July 6, 2011

Service in Chanchamayo

outside La Merced

This time of year—winter—Limeños who tire of cold, overcast, drizzly weather can find some sun in the Peruvian jungle, or selva. The closest point, La Merced, is an eight-hour bus trip along steep, winding roads. On the journey there, travelers get a view of Peru’s three regions: the arid coast, the spectacular mountains, and the lush, green jungle.

La Merced (pop. approx. 50,000) is the provincial capital of the Chanchamayo region, which is blessed with warm weather, waterfalls, and superb coffee and fruit production (bananas, pineapple, citrus fruits, and avocados).

Two of our SSTers are experiencing that agricultural sector firsthand for their service assignments. Greg and Matt are working at a family farm on a mountain outside of La Merced, where they have been planting native trees as part of a reforestation project and helping to cultivate coffee. They have also been trying to avoid getting bitten by any more insects (Matt, apparently, has particularly sweet blood).

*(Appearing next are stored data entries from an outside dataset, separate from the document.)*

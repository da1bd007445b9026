/*!
 * Core Types
 * Common types and limits shared across the primitives
 */

/// Size type for memory operations (bytes or element slots)
pub type Size = usize;

/// Raw block address, used for bookkeeping and diagnostics
pub type BlockAddr = usize;

/// Default initial capacity for growable buffers (element slots)
pub const DEFAULT_CAPACITY: Size = 2;

/// Default pool block size in bytes
pub const DEFAULT_BLOCK_SIZE: Size = 32;
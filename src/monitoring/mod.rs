/*!
 * Allocation Instrumentation
 * Injectable hooks for observing allocation and deallocation events
 */

use crate::core::types::Size;
use log::debug;
use serde::{Deserialize, Serialize};

/// Allocation lifecycle event
///
/// Emission is diagnostic only and never part of the functional contract;
/// a primitive with no observer attached emits nothing.
#[derive(Debug, Clone, Copy, PartialEq, Eq, Serialize, Deserialize)]
pub enum MemoryEvent {
    /// Buffer storage was reallocated to a larger capacity
    BufferGrown {
        old_capacity: Size,
        new_capacity: Size,
    },
    /// Buffer storage was released at destruction
    BufferReleased { capacity: Size },
    /// Pool handed a block to a caller
    BlockIssued { size: Size, recycled: bool },
    /// Caller returned a block to the pool free list
    BlockReturned { size: Size },
    /// Pool teardown: free-list blocks freed, issued blocks leaked
    PoolDrained { freed: usize, leaked: usize },
}

/// Sink for allocation events, supplied by the embedding program
pub trait Observer: Send + Sync {
    fn emit(&self, event: MemoryEvent);
}

/// Observer that forwards events to the `log` facade
#[derive(Debug, Default, Clone, Copy)]
pub struct LogObserver;

impl Observer for LogObserver {
    fn emit(&self, event: MemoryEvent) {
        match event {
            MemoryEvent::BufferGrown {
                old_capacity,
                new_capacity,
            } => debug!("Buffer grown: {} -> {} slots", old_capacity, new_capacity),
            MemoryEvent::BufferReleased { capacity } => {
                debug!("Buffer released: {} slots", capacity)
            }
            MemoryEvent::BlockIssued { size, recycled } => {
                debug!("Block issued: {} bytes (recycled: {})", size, recycled)
            }
            MemoryEvent::BlockReturned { size } => debug!("Block returned: {} bytes", size),
            MemoryEvent::PoolDrained { freed, leaked } => {
                debug!("Pool drained: {} blocks freed, {} leaked", freed, leaked)
            }
        }
    }
}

Naomi has been working at Clinica Elera in the nearby town of San Ramon, where she has been able to put her nursing skills to work, including assisting in the emergency room. Her host dad is the uncle of Matt and Greg’s host dad, so they occasionally have family get-togethers.

Jennifer is also in San Ramon, where she is working at INABIF (Programa Integral Nacional para el Bienestar Familiar, or the National Comprehensive Program for the Well-being of Families), a state-sponsored center where she assists preschoolers in their classroom and during mealtime.

Karina is working in the pediatric department of a clinic three days a week in La Merced, where she has administered IVs and helped to feed a premature baby through a feeding tube. On her non-clinic days, she’s working as a teacher’s aide at Centro de Educacion Especial San Manuelito, a school for special-needs students. On the day we visited, her host family took her (and us) to a nearby settlement that offers a window into the indigenous culture (and offers good photo ops with the resident parrot).